The thing is, OpenGL and Direct3D have been competing for years, and there hasn’t been a victor. I say we should want OpenGL to come out on top, but it hasn’t. There’s already a lot of games and game engines written with Direct3D. It won’t just step out of the picture suddenly.

  There is plenty you can learn about the long standing conflict between OpenGL and Direct3D, but I feel it’d be out of the scope of this article to go too far in depth. So I’ll summarize below.

  Many games are written specifically for Windows (use DirectX) and cannot be simply ported to Linux (Don’t use OpenGL or know how to communicate with hardware on Linux). This means that either the game just doesn’t work, or you have to have software such as Wine to use it. Wine is always getting better, but in the end it’s a work around to an application not being able to run native to Linux.

  With the past somewhat explained, let’s talk about now and the future, and the implications of Linux becoming a key player in the gaming world.

  First of all, there’s nothing about Linux itself that makes it a poor platform for games. As a matter of fact, there are a few really nice pros with Linux, some obvious, some not so obvious.

  One that’s great and not known to all, is the fact that Linux distributions tend to be lightweight, some more so than others. The minimum amount of RAM you might need for a game could very well be lower on Ubuntu than on Windows 7.

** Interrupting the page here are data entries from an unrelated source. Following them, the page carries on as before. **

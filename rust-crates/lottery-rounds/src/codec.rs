//! Lossless conversion between ledger integers, their decimal-string encoding, and
//! arbitrary-precision decimals.
//!
//! Ledger words are wider than any machine integer, so every value is carried as a
//! [`BigUint`] on the way in and as a base-10 string at rest. The empty string is
//! reserved for "value unknown" and is the only encoding that is not a number.

use crate::error::CodecError;
use bigdecimal::{
    BigDecimal,
    num_bigint::{
        BigInt,
        BigUint,
    },
};
use serde::{
    Deserialize,
    Serialize,
};
use serde_json::Value;
use std::{
    fmt,
    str::FromStr,
};

#[derive(Debug, Clone, PartialEq, Eq, Hash, Default, Serialize, Deserialize)]
#[serde(try_from = "String", into = "String")]
pub struct DecimalString(String);

impl DecimalString {
    /// The "unknown" sentinel carried by placeholder records.
    pub fn empty() -> Self {
        Self(String::new())
    }

    pub fn encode(value: &BigUint) -> Self {
        Self(value.to_str_radix(10))
    }

    pub fn is_empty(&self) -> bool {
        self.0.is_empty()
    }

    pub fn as_str(&self) -> &str {
        &self.0
    }

    /// Exact decimal value of the string.
    ///
    /// The empty sentinel decodes to zero, so a zero returned here only means "zero"
    /// when the owning record is not loading.
    pub fn decode(&self) -> BigDecimal {
        self.to_biguint()
            .map(|value| BigDecimal::new(BigInt::from(value), 0))
            .unwrap_or_default()
    }

    pub fn to_biguint(&self) -> Option<BigUint> {
        if self.is_empty() {
            return None;
        }
        // digits were validated on construction
        BigUint::parse_bytes(self.0.as_bytes(), 10)
    }
}

impl From<u64> for DecimalString {
    fn from(value: u64) -> Self {
        Self::encode(&BigUint::from(value))
    }
}

impl From<&BigUint> for DecimalString {
    fn from(value: &BigUint) -> Self {
        Self::encode(value)
    }
}

impl TryFrom<String> for DecimalString {
    type Error = CodecError;

    fn try_from(raw: String) -> Result<Self, Self::Error> {
        if raw.is_empty() {
            return Ok(Self::empty());
        }
        let value = parse_decimal(&raw)?;
        Ok(Self::encode(&value))
    }
}

impl FromStr for DecimalString {
    type Err = CodecError;

    fn from_str(raw: &str) -> Result<Self, Self::Err> {
        Self::try_from(raw.to_string())
    }
}

impl From<DecimalString> for String {
    fn from(value: DecimalString) -> Self {
        value.0
    }
}

impl fmt::Display for DecimalString {
    fn fmt(&self, f: &mut fmt::Formatter<'_>) -> fmt::Result {
        f.write_str(&self.0)
    }
}

/// Reads a non-negative integer in any of the encodings the ledger gateway emits:
/// a JSON integer, a decimal string, a `0x` hex string, or a `{"hex": "0x.."}`
/// big-number object.
///
/// JSON numbers above `u64::MAX` lose precision before they reach this function,
/// so gateways send wide values as strings.
pub fn ledger_uint(value: &Value) -> Result<BigUint, CodecError> {
    match value {
        Value::Number(number) => number
            .as_u64()
            .map(BigUint::from)
            .ok_or_else(|| CodecError::NotInteger(number.to_string())),
        Value::String(text) => {
            let text = text.trim();
            match text
                .strip_prefix("0x")
                .or_else(|| text.strip_prefix("0X"))
            {
                Some(hex) => parse_hex(hex, text),
                None => parse_decimal(text),
            }
        }
        Value::Object(fields) => match fields.get("hex") {
            Some(hex @ Value::String(_)) => ledger_uint(hex),
            _ => Err(CodecError::NotNumeric("object".to_string())),
        },
        Value::Null => Err(CodecError::NotNumeric("null".to_string())),
        Value::Bool(_) => Err(CodecError::NotNumeric("bool".to_string())),
        Value::Array(_) => Err(CodecError::NotNumeric("array".to_string())),
    }
}

fn parse_decimal(text: &str) -> Result<BigUint, CodecError> {
    if text.is_empty() || !text.bytes().all(|b| b.is_ascii_digit()) {
        return Err(CodecError::NotDecimal(text.to_string()));
    }
    BigUint::parse_bytes(text.as_bytes(), 10)
        .ok_or_else(|| CodecError::NotDecimal(text.to_string()))
}

fn parse_hex(digits: &str, original: &str) -> Result<BigUint, CodecError> {
    if digits.is_empty() || !digits.bytes().all(|b| b.is_ascii_hexdigit()) {
        return Err(CodecError::NotHex(original.to_string()));
    }
    BigUint::parse_bytes(digits.as_bytes(), 16)
        .ok_or_else(|| CodecError::NotHex(original.to_string()))
}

  Secondly, and obviously, Linux is totally free. This is a no brainer, but I really must point this out. It’s an entire OS for free, Windows can cost a lot depending on which version you’re getting. So maybe in the future you could spend that money not on Windows, but for more RAM, or a better GPU, etc.

  Third point, games do have potential to run better within Linux. Now, I don’t want to get misleading here. Some games today run better on Linux, while some better on Windows. There can be all sorts of reasoning behind this. All in all though, because of the lesser overhead with Linux, there is potential for greater performance. We’ve seen examples with some of Valve’s AAA titles running superbly on Ubuntu, even better than Windows. The catch is some video cards don’t have the best driver support in comparison to Windows, and the games that do run well on Linux are very likely to be running on OpenGL, not Direct3D.

  Now, I just mentioned Valve, let’s talk about Valve. It’s no secret Gabe Newell decided Linux needed some love. It’s also no secret that Valve has actually created their own distro of Linux, creatively titled Steam OS. Valve promised to make their own games run on Linux, and they were serious about it. I was very happy when I switched out of Windows to (you guessed it) and found that I could still play Dota 2 just fine. Some of my favorite titles such as Mount and Blade: Warband also still worked. There are games being released with builds for Linux on Steam, and the number of these games are increasing. Valve is playing a huge role in Linux gaming, what I really believe is the needed push to make Linux gaming dreams come true.